[Saved data entries]
══════

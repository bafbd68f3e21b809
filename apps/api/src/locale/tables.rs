use super::{
    Captions, EducationDefaults, EntryDefaults, ExperienceDefaults, ListDefaults, Locale,
    LocalizedTitles, TemplateChrome,
};

pub(super) static IT: Locale = Locale {
    label: "Italiano",
    section_titles: LocalizedTitles {
        experience: "Esperienze Lavorative",
        education: "Istruzione",
        skills: "Competenze Tecniche",
        languages: "Lingue",
        soft_skills: "Soft Skills",
        summary: "Profilo Professionale",
        contact: "Contatti",
        social: "Web & Social",
        personal_info: "Anagrafica",
    },
    defaults: EntryDefaults {
        experience: ExperienceDefaults {
            company: "Nuova Azienda",
            role: "Ruolo",
            period: "2024 - Presente",
            description: "Descrizione delle attività...",
        },
        education: EducationDefaults {
            school: "Nome Istituto",
            degree: "Titolo di Studio",
            year: "2024",
        },
        list_items: ListDefaults {
            skills: "Nuova competenza",
            languages: "Nuova lingua",
            soft_skills: "Nuova soft skill",
        },
        website_label: "Sito Web",
    },
    chrome: TemplateChrome {
        curriculum_title: "Curriculum Vitae",
        status_label: "Stato",
        role_label: "Ruolo",
        available_for_hire: "disponibile_per_assunzione",
        stack_label: "Stack",
        network_label: "Rete",
        email_label: "email",
    },
    captions: Captions {
        experiences_label: "Esperienze",
        education_label: "Istruzione",
        skills_label: "Competenze",
        languages_label: "Lingue",
        soft_skills_label: "Soft Skills",
        add_experience: "Esperienza",
        add_education: "Istruzione",
        empty_experience: "Nessuna esperienza",
        empty_education: "Nessuna istruzione",
        empty_skills: "Nessuna competenza",
        empty_languages: "Nessuna lingua",
        empty_soft_skills: "Nessuna soft skill",
        empty_skill_fallback: "Competenza vuota",
        empty_language_fallback: "Lingua vuota",
        empty_soft_skill_fallback: "Soft skill vuota",
        privacy_note: "Autorizzo il trattamento dei miei dati personali ai sensi del Dlgs 196 del 30 giugno 2003 e dell'art. 13 GDPR ai fini della ricerca e selezione del personale.",
    },
};

pub(super) static PT: Locale = Locale {
    label: "Português",
    section_titles: LocalizedTitles {
        experience: "Experiências Profissionais",
        education: "Formação",
        skills: "Competências",
        languages: "Idiomas",
        soft_skills: "Soft Skills",
        summary: "Resumo Profissional",
        contact: "Contato",
        social: "Web & Social",
        personal_info: "Dados Pessoais",
    },
    defaults: EntryDefaults {
        experience: ExperienceDefaults {
            company: "Nova Empresa",
            role: "Cargo",
            period: "2024 - Presente",
            description: "Descrição das atividades...",
        },
        education: EducationDefaults {
            school: "Nome da Instituição",
            degree: "Grau",
            year: "2024",
        },
        list_items: ListDefaults {
            skills: "Nova competência",
            languages: "Novo idioma",
            soft_skills: "Nova soft skill",
        },
        website_label: "Site",
    },
    chrome: TemplateChrome {
        curriculum_title: "Currículo Vitae",
        status_label: "Status",
        role_label: "Cargo",
        available_for_hire: "disponível_para_contratação",
        stack_label: "Stack",
        network_label: "Rede",
        email_label: "email",
    },
    captions: Captions {
        experiences_label: "Experiências",
        education_label: "Formação",
        skills_label: "Competências",
        languages_label: "Idiomas",
        soft_skills_label: "Soft Skills",
        add_experience: "Experiência",
        add_education: "Formação",
        empty_experience: "Nenhuma experiência",
        empty_education: "Nenhuma formação",
        empty_skills: "Nenhuma competência",
        empty_languages: "Nenhum idioma",
        empty_soft_skills: "Nenhuma soft skill",
        empty_skill_fallback: "Competência vazia",
        empty_language_fallback: "Idioma vazio",
        empty_soft_skill_fallback: "Soft skill vazia",
        privacy_note: "Autorizo o tratamento dos meus dados pessoais nos termos do Decreto Legislativo 196 de 30 de junho de 2003 e do art. 13 do GDPR para fins de recrutamento e seleção.",
    },
};

pub(super) static EN: Locale = Locale {
    label: "English",
    section_titles: LocalizedTitles {
        experience: "Work Experience",
        education: "Education",
        skills: "Skills",
        languages: "Languages",
        soft_skills: "Soft Skills",
        summary: "Professional Summary",
        contact: "Contact",
        social: "Web & Social",
        personal_info: "Personal Info",
    },
    defaults: EntryDefaults {
        experience: ExperienceDefaults {
            company: "New Company",
            role: "Role",
            period: "2024 - Present",
            description: "Description of activities...",
        },
        education: EducationDefaults {
            school: "School Name",
            degree: "Degree",
            year: "2024",
        },
        list_items: ListDefaults {
            skills: "New skill",
            languages: "New language",
            soft_skills: "New soft skill",
        },
        website_label: "Website",
    },
    chrome: TemplateChrome {
        curriculum_title: "Curriculum Vitae",
        status_label: "Status",
        role_label: "Role",
        available_for_hire: "available_for_hire",
        stack_label: "Stack",
        network_label: "Network",
        email_label: "email",
    },
    captions: Captions {
        experiences_label: "Experiences",
        education_label: "Education",
        skills_label: "Skills",
        languages_label: "Languages",
        soft_skills_label: "Soft Skills",
        add_experience: "Experience",
        add_education: "Education",
        empty_experience: "No experience",
        empty_education: "No education",
        empty_skills: "No skills",
        empty_languages: "No languages",
        empty_soft_skills: "No soft skills",
        empty_skill_fallback: "Empty skill",
        empty_language_fallback: "Empty language",
        empty_soft_skill_fallback: "Empty soft skill",
        privacy_note: "I authorize the processing of my personal data pursuant to Legislative Decree 196 of June 30, 2003 and Article 13 of the GDPR for recruitment and selection purposes.",
    },
};

pub(super) static ES: Locale = Locale {
    label: "Español",
    section_titles: LocalizedTitles {
        experience: "Experiencia Laboral",
        education: "Educación",
        skills: "Habilidades",
        languages: "Idiomas",
        soft_skills: "Soft Skills",
        summary: "Resumen Profesional",
        contact: "Contacto",
        social: "Web y Social",
        personal_info: "Información Personal",
    },
    defaults: EntryDefaults {
        experience: ExperienceDefaults {
            company: "Nueva Empresa",
            role: "Puesto",
            period: "2024 - Presente",
            description: "Descripción de actividades...",
        },
        education: EducationDefaults {
            school: "Nombre del Instituto",
            degree: "Título",
            year: "2024",
        },
        list_items: ListDefaults {
            skills: "Nueva habilidad",
            languages: "Nuevo idioma",
            soft_skills: "Nueva soft skill",
        },
        website_label: "Sitio web",
    },
    chrome: TemplateChrome {
        curriculum_title: "Currículum Vitae",
        status_label: "Estado",
        role_label: "Rol",
        available_for_hire: "disponible_para_contratación",
        stack_label: "Stack",
        network_label: "Red",
        email_label: "email",
    },
    captions: Captions {
        experiences_label: "Experiencias",
        education_label: "Educación",
        skills_label: "Habilidades",
        languages_label: "Idiomas",
        soft_skills_label: "Soft Skills",
        add_experience: "Experiencia",
        add_education: "Educación",
        empty_experience: "Sin experiencia",
        empty_education: "Sin educación",
        empty_skills: "Sin habilidades",
        empty_languages: "Sin idiomas",
        empty_soft_skills: "Sin soft skills",
        empty_skill_fallback: "Habilidad vacía",
        empty_language_fallback: "Idioma vacío",
        empty_soft_skill_fallback: "Soft skill vacía",
        privacy_note: "Autorizo el tratamiento de mis datos personales de acuerdo con el Decreto Legislativo 196 de 30 de junio de 2003 y el art. 13 del GDPR para fines de selección y contratación.",
    },
};
/// Text-enhancement client: the only code in cvstudio that talks to Gemini.
///
/// Route handlers depend on the `TextEnhancer` trait, never on `GeminiClient`
/// directly, so tests can swap in a stub.
use async_trait::async_trait;
use reqwest::{Client, StatusCode};
use serde::{Deserialize, Serialize};
use thiserror::Error;
use tracing::{debug, warn};

pub mod prompts;

const GEMINI_API_BASE: &str = "https://generativelanguage.googleapis.com/v1beta";
/// Model used for every enhancement call.
pub const MODEL: &str = "gemini-3-flash-preview";
const MAX_RETRIES: u32 = 3;
const REQUEST_TIMEOUT_SECS: u64 = 60;

#[derive(Debug, Error)]
pub enum LlmError {
    #[error("HTTP error: {0}")]
    Http(#[from] reqwest::Error),

    #[error("API error (status {status}): {message}")]
    Api { status: u16, message: String },

    #[error("JSON parse error: {0}")]
    Parse(#[from] serde_json::Error),

    #[error("Rate limited after {retries} retries")]
    RateLimited { retries: u32 },

    #[error("LLM returned empty content")]
    EmptyContent,

    #[error("No Gemini API key configured")]
    MissingApiKey,
}

#[derive(Debug, Serialize)]
struct GenerateRequest<'a> {
    contents: Vec<RequestContent<'a>>,
}

#[derive(Debug, Serialize)]
struct RequestContent<'a> {
    parts: Vec<RequestPart<'a>>,
}

#[derive(Debug, Serialize)]
struct RequestPart<'a> {
    text: &'a str,
}

impl<'a> GenerateRequest<'a> {
    fn single(prompt: &'a str) -> Self {
        Self {
            contents: vec![RequestContent {
                parts: vec![RequestPart { text: prompt }],
            }],
        }
    }
}

#[derive(Debug, Deserialize)]
#[serde(rename_all = "camelCase")]
pub struct GenerateResponse {
    #[serde(default)]
    pub candidates: Vec<Candidate>,
    pub usage_metadata: Option<UsageMetadata>,
}

#[derive(Debug, Deserialize)]
pub struct Candidate {
    pub content: Option<CandidateContent>,
}

#[derive(Debug, Deserialize)]
pub struct CandidateContent {
    #[serde(default)]
    pub parts: Vec<ResponsePart>,
}

#[derive(Debug, Deserialize)]
pub struct ResponsePart {
    pub text: Option<String>,
}

#[derive(Debug, Deserialize)]
#[serde(rename_all = "camelCase")]
pub struct UsageMetadata {
    #[serde(default)]
    pub prompt_token_count: u32,
    #[serde(default)]
    pub candidates_token_count: u32,
}

impl GenerateResponse {
    /// Concatenated text parts of the first candidate, if it has any non-blank text.
    pub fn text(&self) -> Option<String> {
        let parts = &self.candidates.first()?.content.as_ref()?.parts;
        let text: String = parts.iter().filter_map(|p| p.text.as_deref()).collect();
        if text.trim().is_empty() {
            None
        } else {
            Some(text)
        }
    }
}

#[derive(Debug, Deserialize)]
struct GeminiError {
    error: GeminiErrorBody,
}

#[derive(Debug, Deserialize)]
struct GeminiErrorBody {
    message: String,
}

/// Rewrites free text for a CV.
#[async_trait]
pub trait TextEnhancer: Send + Sync {
    async fn optimize(&self, text: &str, context: &str) -> Result<String, LlmError>;

    async fn translate(&self, text: &str) -> Result<String, LlmError>;

    /// Never fails: any error is logged and the input comes back unchanged.
    async fn optimize_or_original(&self, text: &str, context: &str) -> String {
        match self.optimize(text, context).await {
            Ok(enhanced) => enhanced,
            Err(e) => {
                warn!("Text optimization failed, keeping original: {e}");
                text.to_string()
            }
        }
    }
}

fn is_retryable(status: StatusCode) -> bool {
    status == StatusCode::TOO_MANY_REQUESTS || status.is_server_error()
}

/// Error recorded for a retryable response after `attempts` tries.
fn retry_error(status: StatusCode, attempts: u32, body: String) -> LlmError {
    if status == StatusCode::TOO_MANY_REQUESTS {
        LlmError::RateLimited { retries: attempts }
    } else {
        LlmError::Api {
            status: status.as_u16(),
            message: api_error_message(body),
        }
    }
}

/// Gemini `generateContent` client with retry on 429 and 5xx.
#[derive(Clone)]
pub struct GeminiClient {
    client: Client,
    api_key: Option<String>,
    base_url: String,
}

impl GeminiClient {
    pub fn new(api_key: Option<String>) -> Result<Self, LlmError> {
        let client = Client::builder()
            .timeout(std::time::Duration::from_secs(REQUEST_TIMEOUT_SECS))
            .build()?;
        Ok(Self {
            client,
            api_key: api_key.filter(|k| !k.trim().is_empty()),
            base_url: GEMINI_API_BASE.to_string(),
        })
    }

    pub fn is_configured(&self) -> bool {
        self.api_key.is_some()
    }

    fn endpoint(&self) -> String {
        format!("{}/models/{}:generateContent", self.base_url, MODEL)
    }

    /// Makes a raw `generateContent` call, retrying 429 and 5xx with exponential backoff.
    pub async fn generate(&self, prompt: &str) -> Result<GenerateResponse, LlmError> {
        let api_key = self.api_key.as_deref().ok_or(LlmError::MissingApiKey)?;
        let request_body = GenerateRequest::single(prompt);
        let url = self.endpoint();

        let mut last_error: Option<LlmError> = None;

        for attempt in 0..MAX_RETRIES {
            if attempt > 0 {
                // 1s, 2s
                let delay = std::time::Duration::from_millis(1000 * (1 << (attempt - 1)));
                warn!(
                    "Gemini call attempt {} failed, retrying after {}ms...",
                    attempt,
                    delay.as_millis()
                );
                tokio::time::sleep(delay).await;
            }

            let response = self
                .client
                .post(&url)
                .header("x-goog-api-key", api_key)
                .json(&request_body)
                .send()
                .await;

            let response = match response {
                Ok(r) => r,
                Err(e) => {
                    last_error = Some(LlmError::Http(e));
                    continue;
                }
            };

            let status = response.status();

            if is_retryable(status) {
                let body = response.text().await.unwrap_or_default();
                warn!("Gemini API returned {}: {}", status, body);
                last_error = Some(retry_error(status, attempt + 1, body));
                continue;
            }

            let body = response.text().await?;
            if !status.is_success() {
                return Err(LlmError::Api {
                    status: status.as_u16(),
                    message: api_error_message(body),
                });
            }

            let parsed: GenerateResponse = serde_json::from_str(&body)?;
            if let Some(usage) = &parsed.usage_metadata {
                debug!(
                    "Gemini call succeeded: prompt_tokens={}, output_tokens={}",
                    usage.prompt_token_count, usage.candidates_token_count
                );
            }
            return Ok(parsed);
        }

        Err(last_error.unwrap_or(LlmError::RateLimited {
            retries: MAX_RETRIES,
        }))
    }

    /// Generates and returns the first candidate's text.
    pub async fn generate_text(&self, prompt: &str) -> Result<String, LlmError> {
        self.generate(prompt)
            .await?
            .text()
            .ok_or(LlmError::EmptyContent)
    }

    /// A reply without text is not an error: the input is returned as-is.
    async fn generate_or_input(&self, prompt: &str, input: &str) -> Result<String, LlmError> {
        match self.generate_text(prompt).await {
            Err(LlmError::EmptyContent) => {
                warn!("Gemini returned no text, keeping input");
                Ok(input.to_string())
            }
            other => other,
        }
    }
}

#[async_trait]
impl TextEnhancer for GeminiClient {
    async fn optimize(&self, text: &str, context: &str) -> Result<String, LlmError> {
        let prompt = prompts::optimize_prompt(text, context);
        self.generate_or_input(&prompt, text).await
    }

    async fn translate(&self, text: &str) -> Result<String, LlmError> {
        let prompt = prompts::translate_prompt(text);
        self.generate_or_input(&prompt, text).await
    }
}

fn api_error_message(body: String) -> String {
    serde_json::from_str::<GeminiError>(&body)
        .map(|e| e.error.message)
        .unwrap_or(body)
}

══════

PROBLEM DETAILS:
Within the data above, filter for lines containing the word "struct" and copy each one.

TASK SOLUTION:
struct GenerateRequest<'a> {
struct RequestContent<'a> {
struct RequestPart<'a> {
pub struct GenerateResponse {
pub struct Candidate {
pub struct CandidateContent {
pub struct ResponsePart {
pub struct UsageMetadata {
struct GeminiError {
struct GeminiErrorBody {
pub struct GeminiClient {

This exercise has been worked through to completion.